(Saved entries)
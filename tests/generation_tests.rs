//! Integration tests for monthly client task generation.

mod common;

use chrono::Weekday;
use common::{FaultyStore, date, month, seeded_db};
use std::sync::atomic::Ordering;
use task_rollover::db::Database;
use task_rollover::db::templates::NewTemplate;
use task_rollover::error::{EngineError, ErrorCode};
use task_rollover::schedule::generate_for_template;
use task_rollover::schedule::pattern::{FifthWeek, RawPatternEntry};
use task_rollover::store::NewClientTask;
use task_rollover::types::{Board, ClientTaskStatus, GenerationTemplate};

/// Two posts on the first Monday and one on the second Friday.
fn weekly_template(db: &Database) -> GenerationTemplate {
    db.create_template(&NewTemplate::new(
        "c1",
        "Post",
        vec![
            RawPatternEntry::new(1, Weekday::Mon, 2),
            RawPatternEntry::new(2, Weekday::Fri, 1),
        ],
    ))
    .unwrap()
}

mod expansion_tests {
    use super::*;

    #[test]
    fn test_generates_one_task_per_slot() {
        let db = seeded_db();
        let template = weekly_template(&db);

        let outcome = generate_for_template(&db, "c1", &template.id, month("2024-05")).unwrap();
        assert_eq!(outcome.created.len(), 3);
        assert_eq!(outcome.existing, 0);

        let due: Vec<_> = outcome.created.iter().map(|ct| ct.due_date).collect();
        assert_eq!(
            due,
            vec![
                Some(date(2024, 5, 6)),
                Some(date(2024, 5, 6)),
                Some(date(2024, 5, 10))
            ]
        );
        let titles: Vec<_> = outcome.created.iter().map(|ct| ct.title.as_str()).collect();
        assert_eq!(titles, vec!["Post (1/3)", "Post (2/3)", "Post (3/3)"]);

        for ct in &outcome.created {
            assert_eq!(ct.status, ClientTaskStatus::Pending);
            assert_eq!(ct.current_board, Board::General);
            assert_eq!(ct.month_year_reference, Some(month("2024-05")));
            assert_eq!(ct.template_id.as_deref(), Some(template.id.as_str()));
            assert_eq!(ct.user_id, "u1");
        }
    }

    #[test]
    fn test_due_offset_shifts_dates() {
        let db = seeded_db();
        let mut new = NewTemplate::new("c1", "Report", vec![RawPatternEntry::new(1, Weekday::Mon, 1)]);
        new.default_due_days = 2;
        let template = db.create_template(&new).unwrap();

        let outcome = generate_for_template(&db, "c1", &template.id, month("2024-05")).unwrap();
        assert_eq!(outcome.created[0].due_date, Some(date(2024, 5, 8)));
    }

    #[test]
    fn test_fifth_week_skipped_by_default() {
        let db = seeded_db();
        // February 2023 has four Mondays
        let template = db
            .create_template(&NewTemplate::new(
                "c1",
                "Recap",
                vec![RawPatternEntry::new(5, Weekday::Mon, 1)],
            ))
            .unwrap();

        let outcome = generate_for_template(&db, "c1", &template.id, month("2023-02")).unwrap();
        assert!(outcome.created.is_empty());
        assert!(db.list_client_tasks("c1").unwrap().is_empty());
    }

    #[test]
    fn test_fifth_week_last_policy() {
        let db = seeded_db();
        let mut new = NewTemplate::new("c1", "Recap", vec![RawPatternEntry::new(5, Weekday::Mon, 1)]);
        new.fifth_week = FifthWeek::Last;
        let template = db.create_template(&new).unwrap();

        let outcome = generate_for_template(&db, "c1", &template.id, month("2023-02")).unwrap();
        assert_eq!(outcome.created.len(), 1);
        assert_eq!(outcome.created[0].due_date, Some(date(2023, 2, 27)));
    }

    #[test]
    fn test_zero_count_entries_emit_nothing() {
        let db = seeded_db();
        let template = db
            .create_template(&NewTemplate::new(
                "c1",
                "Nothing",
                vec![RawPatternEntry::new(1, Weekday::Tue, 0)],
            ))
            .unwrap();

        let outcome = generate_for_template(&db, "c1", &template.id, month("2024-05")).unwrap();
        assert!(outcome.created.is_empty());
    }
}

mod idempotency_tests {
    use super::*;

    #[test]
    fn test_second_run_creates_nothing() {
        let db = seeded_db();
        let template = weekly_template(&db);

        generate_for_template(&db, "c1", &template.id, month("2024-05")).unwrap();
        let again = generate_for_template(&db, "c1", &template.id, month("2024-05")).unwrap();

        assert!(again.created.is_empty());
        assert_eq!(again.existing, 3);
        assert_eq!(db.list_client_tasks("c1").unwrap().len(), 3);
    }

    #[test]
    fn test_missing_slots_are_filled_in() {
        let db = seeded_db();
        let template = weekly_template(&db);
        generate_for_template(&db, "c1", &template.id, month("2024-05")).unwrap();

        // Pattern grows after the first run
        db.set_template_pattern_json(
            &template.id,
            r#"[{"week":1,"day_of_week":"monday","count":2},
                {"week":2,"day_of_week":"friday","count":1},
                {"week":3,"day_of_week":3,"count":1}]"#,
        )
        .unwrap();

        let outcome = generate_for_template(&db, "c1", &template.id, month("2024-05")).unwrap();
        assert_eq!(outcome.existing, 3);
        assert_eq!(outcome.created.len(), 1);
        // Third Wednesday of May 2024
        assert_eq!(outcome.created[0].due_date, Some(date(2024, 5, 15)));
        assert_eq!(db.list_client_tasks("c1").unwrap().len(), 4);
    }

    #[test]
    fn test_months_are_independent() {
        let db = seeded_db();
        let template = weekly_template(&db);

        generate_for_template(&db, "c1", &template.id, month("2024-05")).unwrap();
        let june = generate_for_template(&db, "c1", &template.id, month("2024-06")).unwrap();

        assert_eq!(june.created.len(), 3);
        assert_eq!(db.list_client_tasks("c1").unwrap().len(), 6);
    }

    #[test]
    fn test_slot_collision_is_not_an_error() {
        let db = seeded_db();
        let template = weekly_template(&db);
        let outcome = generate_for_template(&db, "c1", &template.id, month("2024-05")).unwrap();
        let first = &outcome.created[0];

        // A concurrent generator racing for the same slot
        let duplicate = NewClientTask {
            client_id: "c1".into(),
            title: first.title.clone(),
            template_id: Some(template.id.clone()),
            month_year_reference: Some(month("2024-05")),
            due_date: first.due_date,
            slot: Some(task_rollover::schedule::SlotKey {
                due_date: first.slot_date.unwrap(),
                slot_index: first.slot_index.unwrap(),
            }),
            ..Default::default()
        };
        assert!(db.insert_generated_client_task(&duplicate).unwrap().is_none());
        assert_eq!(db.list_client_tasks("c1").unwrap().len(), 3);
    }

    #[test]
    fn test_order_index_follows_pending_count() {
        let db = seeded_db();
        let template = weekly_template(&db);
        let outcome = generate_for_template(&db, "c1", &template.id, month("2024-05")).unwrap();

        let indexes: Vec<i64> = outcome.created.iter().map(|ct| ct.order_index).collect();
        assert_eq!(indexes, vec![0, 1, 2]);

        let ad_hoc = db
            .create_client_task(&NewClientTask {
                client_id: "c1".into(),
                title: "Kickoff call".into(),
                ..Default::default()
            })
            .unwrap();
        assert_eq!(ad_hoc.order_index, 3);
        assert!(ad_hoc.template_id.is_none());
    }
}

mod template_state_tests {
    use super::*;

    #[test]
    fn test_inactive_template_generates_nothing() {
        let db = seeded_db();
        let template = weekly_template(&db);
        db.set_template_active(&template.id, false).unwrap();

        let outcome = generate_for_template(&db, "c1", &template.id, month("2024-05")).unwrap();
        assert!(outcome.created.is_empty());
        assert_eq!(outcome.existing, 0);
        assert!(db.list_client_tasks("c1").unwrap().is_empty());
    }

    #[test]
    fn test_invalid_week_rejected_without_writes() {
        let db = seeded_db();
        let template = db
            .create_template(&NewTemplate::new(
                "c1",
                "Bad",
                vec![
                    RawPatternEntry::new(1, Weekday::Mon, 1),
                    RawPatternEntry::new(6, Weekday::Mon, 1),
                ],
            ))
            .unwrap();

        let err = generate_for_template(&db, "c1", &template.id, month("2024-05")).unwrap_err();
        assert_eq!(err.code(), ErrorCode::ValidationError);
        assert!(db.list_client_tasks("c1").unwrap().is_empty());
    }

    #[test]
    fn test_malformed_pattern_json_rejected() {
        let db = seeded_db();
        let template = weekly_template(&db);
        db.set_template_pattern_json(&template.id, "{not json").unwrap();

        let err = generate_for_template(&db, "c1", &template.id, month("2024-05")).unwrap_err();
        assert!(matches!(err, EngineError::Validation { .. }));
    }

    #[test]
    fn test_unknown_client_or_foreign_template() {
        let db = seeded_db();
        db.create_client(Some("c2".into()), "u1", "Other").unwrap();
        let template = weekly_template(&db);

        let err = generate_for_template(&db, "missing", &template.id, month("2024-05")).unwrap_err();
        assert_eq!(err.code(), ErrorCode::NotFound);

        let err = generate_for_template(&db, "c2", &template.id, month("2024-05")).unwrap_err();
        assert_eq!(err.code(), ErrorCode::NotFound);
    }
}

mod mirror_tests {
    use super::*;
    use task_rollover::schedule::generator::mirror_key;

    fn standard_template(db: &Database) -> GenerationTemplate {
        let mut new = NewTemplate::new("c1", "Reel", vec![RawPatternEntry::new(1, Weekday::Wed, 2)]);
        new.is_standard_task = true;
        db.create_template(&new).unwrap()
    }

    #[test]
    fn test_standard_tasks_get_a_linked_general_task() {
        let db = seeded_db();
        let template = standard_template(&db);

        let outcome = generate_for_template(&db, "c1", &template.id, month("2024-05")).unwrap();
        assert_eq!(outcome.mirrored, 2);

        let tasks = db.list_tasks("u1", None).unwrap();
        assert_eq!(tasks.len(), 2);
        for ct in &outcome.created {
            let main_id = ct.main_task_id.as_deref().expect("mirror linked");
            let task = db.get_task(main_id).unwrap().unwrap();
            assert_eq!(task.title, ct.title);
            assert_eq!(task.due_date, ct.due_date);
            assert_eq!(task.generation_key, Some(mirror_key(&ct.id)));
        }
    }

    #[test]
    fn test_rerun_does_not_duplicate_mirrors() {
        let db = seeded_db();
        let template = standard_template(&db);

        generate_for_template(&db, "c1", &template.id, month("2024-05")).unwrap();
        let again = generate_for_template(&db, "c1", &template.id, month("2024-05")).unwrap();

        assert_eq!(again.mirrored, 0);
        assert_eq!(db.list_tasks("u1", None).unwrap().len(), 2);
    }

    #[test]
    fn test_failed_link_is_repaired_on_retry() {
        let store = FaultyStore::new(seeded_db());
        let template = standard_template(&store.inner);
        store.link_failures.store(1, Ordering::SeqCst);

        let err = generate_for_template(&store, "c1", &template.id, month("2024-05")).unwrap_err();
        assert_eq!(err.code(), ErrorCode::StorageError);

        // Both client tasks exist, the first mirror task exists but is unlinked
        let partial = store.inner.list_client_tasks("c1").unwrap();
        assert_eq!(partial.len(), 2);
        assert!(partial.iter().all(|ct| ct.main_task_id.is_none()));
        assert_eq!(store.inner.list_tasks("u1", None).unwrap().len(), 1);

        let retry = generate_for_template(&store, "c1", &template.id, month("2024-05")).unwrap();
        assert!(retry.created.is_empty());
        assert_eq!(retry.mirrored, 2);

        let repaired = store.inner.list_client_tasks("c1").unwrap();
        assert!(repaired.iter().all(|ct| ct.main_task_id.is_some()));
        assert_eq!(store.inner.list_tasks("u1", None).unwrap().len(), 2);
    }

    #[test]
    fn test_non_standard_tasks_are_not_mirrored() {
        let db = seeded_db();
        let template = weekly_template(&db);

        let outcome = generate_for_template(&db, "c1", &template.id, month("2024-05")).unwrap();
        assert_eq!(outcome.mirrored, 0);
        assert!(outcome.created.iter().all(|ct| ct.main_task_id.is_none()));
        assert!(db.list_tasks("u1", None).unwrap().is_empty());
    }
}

==

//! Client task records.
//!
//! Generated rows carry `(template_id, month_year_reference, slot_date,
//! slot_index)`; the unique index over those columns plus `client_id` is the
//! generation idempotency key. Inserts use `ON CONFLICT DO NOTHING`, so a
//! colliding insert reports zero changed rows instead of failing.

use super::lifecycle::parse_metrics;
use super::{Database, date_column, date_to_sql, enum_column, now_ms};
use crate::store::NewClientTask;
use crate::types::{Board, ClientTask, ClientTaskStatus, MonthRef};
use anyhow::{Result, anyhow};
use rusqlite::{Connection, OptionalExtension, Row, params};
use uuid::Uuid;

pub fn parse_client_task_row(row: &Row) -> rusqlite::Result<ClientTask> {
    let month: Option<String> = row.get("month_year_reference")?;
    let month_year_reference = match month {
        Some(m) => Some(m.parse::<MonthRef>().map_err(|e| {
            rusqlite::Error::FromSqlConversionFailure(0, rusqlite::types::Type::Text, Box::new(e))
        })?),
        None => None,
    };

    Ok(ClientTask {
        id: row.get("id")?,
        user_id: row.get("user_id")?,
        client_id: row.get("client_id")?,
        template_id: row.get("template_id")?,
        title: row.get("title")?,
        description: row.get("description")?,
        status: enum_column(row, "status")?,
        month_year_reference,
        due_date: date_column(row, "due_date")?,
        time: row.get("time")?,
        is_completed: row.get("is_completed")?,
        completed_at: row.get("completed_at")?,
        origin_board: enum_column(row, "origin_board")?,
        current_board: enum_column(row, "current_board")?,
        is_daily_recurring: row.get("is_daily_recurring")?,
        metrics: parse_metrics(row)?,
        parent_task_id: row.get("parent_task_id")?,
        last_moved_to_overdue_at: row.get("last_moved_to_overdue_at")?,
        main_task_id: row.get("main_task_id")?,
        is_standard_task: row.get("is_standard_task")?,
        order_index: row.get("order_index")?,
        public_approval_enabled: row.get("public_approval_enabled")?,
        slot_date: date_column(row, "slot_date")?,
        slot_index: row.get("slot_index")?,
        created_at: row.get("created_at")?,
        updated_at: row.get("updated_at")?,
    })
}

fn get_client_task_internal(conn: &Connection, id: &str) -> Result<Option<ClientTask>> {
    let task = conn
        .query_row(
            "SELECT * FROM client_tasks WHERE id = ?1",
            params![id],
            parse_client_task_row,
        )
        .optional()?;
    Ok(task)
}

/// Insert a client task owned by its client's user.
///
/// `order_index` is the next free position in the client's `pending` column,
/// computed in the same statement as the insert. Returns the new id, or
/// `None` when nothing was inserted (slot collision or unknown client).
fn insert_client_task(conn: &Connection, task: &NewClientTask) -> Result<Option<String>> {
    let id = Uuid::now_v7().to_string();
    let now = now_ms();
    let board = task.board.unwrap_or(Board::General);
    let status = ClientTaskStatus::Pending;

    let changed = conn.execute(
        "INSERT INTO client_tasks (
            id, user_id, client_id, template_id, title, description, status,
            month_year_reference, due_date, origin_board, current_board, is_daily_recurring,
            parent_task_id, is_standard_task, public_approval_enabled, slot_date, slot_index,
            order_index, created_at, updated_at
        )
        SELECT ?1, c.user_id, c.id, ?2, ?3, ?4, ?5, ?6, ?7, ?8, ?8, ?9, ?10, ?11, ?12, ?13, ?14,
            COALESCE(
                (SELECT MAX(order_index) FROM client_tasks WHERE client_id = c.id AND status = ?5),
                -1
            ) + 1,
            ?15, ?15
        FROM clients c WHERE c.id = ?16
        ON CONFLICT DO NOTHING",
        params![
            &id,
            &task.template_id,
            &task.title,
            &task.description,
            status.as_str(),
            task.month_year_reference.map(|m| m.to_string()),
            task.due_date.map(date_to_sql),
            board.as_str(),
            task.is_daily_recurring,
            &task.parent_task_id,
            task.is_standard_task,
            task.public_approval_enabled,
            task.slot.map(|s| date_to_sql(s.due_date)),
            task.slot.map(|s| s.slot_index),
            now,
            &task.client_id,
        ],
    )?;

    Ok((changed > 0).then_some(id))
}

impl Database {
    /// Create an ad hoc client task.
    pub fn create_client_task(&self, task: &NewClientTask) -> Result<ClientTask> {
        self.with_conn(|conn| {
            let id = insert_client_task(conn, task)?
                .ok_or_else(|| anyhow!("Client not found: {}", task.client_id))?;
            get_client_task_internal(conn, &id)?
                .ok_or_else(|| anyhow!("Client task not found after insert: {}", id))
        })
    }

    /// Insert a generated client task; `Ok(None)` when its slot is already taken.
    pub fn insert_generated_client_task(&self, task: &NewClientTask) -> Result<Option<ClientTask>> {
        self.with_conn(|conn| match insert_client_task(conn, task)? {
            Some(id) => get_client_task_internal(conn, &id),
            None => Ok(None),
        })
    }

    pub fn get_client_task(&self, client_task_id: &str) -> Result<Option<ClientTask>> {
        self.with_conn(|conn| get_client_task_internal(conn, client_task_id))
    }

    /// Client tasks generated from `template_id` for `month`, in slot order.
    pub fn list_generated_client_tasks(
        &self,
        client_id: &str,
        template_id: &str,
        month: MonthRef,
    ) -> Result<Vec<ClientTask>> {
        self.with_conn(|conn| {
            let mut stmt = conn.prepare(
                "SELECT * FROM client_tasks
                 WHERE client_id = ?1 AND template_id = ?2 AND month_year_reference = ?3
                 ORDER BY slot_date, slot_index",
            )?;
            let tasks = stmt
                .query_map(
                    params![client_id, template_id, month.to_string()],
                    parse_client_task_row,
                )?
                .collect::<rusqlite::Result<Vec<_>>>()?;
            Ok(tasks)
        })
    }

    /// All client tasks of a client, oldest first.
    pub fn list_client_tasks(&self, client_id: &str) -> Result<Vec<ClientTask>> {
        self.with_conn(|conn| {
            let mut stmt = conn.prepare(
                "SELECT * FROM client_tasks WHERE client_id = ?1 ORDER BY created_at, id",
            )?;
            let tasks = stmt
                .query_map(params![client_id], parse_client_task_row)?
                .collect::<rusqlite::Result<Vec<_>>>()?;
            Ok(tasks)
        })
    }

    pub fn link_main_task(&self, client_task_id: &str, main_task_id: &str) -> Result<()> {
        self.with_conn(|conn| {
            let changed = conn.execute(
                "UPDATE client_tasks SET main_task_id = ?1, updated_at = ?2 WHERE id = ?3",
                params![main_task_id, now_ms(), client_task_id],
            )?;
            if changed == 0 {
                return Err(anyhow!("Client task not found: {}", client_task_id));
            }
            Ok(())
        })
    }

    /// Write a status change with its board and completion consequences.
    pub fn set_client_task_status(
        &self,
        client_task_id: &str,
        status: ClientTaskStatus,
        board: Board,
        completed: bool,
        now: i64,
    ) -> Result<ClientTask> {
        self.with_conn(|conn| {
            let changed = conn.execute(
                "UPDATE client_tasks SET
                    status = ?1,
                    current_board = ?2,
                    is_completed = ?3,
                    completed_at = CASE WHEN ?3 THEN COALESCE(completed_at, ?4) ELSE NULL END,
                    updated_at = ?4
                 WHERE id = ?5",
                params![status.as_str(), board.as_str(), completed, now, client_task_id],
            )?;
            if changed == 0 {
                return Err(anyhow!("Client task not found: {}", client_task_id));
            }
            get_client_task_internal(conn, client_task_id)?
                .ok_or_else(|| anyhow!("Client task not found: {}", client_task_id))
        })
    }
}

-- What you will do --
The answer must be every line from the records above that contains the word "Database", copied out.

-- Exercise result --
use task_rollover::db::Database;
fn weekly_template(db: &Database) -> GenerationTemplate {
    fn standard_template(db: &Database) -> GenerationTemplate {
use super::{Database, date_column, date_to_sql, enum_column, now_ms};
impl Database {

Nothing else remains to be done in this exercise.